#### Supplied records:
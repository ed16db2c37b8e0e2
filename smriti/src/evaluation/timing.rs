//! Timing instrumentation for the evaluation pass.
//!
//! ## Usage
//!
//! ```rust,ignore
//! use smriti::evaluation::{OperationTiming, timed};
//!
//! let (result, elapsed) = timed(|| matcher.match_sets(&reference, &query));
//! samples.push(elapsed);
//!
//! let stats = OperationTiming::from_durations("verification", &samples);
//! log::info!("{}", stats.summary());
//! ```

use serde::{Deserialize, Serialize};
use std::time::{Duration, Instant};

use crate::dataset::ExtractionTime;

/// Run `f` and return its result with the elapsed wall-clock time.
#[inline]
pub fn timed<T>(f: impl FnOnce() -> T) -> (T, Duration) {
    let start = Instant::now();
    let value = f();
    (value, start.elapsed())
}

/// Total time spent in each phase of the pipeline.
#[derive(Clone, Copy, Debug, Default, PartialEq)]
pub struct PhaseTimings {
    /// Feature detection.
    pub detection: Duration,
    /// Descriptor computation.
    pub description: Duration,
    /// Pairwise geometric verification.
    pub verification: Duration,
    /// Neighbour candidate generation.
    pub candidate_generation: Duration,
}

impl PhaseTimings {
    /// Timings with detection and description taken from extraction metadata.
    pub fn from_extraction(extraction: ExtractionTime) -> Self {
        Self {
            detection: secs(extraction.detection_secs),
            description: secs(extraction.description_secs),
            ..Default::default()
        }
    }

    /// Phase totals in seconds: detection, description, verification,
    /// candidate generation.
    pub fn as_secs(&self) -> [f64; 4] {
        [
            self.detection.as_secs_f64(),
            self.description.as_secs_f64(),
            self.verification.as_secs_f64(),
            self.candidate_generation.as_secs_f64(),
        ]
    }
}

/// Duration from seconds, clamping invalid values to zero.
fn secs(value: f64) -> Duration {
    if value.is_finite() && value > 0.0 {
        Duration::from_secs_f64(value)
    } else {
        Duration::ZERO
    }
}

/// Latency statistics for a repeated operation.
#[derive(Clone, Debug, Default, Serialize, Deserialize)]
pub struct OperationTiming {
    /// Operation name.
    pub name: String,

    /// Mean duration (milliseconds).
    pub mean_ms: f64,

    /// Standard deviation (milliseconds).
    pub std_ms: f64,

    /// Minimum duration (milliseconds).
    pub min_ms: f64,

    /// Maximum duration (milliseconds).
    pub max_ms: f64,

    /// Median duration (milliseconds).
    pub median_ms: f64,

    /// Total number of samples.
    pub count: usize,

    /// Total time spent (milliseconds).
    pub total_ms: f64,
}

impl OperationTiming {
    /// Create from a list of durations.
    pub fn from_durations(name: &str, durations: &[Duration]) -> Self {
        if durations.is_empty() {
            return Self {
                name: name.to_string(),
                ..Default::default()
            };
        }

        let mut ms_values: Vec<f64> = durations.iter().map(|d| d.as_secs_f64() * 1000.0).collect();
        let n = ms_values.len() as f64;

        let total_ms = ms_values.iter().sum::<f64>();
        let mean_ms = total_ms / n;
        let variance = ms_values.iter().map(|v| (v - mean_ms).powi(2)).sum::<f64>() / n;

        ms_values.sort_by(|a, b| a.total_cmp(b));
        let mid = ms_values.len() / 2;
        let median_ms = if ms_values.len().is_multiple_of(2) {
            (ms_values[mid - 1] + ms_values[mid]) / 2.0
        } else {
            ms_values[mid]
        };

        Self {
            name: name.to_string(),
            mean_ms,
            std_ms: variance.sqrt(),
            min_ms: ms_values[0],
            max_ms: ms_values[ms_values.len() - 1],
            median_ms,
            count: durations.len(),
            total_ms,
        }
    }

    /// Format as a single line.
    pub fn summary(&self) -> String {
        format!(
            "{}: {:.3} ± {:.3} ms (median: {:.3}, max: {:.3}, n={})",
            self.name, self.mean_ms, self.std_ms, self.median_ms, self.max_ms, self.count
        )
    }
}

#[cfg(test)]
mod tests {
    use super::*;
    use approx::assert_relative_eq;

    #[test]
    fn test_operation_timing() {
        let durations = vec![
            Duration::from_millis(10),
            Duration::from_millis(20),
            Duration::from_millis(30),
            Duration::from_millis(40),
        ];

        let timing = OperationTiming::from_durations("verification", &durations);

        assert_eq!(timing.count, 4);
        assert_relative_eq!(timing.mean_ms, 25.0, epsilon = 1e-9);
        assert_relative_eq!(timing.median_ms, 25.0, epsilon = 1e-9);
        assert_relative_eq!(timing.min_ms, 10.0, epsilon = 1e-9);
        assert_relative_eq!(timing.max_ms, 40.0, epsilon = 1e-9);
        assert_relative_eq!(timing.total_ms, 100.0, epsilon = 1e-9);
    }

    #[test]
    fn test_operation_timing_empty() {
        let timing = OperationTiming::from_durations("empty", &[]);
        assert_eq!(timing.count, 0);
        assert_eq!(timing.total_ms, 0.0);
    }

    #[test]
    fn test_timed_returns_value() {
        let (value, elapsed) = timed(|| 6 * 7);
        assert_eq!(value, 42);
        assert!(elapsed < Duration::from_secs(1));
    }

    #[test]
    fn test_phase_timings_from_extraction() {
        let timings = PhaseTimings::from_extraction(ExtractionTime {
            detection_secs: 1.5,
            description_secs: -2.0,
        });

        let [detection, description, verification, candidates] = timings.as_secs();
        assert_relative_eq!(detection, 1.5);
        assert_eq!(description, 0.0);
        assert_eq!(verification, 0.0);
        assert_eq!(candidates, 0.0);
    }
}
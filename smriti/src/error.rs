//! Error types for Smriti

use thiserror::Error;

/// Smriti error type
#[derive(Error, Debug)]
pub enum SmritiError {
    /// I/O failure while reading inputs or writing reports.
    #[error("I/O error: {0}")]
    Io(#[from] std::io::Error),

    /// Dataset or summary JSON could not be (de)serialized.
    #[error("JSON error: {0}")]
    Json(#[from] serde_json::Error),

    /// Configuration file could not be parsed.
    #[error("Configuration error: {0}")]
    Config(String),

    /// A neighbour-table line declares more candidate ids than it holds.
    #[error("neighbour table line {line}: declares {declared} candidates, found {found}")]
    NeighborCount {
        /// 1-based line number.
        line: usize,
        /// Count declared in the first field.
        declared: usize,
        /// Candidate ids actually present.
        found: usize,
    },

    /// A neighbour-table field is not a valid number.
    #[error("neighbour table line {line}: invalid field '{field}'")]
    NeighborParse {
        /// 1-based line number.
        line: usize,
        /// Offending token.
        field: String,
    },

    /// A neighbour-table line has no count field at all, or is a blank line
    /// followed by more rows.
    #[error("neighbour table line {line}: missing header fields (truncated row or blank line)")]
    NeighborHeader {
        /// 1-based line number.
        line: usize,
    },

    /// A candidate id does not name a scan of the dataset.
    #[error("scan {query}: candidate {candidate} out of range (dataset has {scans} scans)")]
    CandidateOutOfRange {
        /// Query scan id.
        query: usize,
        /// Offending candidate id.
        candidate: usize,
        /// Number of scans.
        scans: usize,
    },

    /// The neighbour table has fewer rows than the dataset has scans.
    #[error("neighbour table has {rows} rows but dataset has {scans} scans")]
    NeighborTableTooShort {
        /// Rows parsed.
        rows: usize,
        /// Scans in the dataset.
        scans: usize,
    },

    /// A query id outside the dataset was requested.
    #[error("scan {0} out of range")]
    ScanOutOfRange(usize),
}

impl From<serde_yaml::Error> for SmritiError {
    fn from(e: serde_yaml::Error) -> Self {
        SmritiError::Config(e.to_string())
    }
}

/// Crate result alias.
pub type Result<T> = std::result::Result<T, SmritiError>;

#### What is expected:
Each line in the material with "Offending" in it must be reported.

#### Result of this task:
        /// Offending token.
        /// Offending candidate id.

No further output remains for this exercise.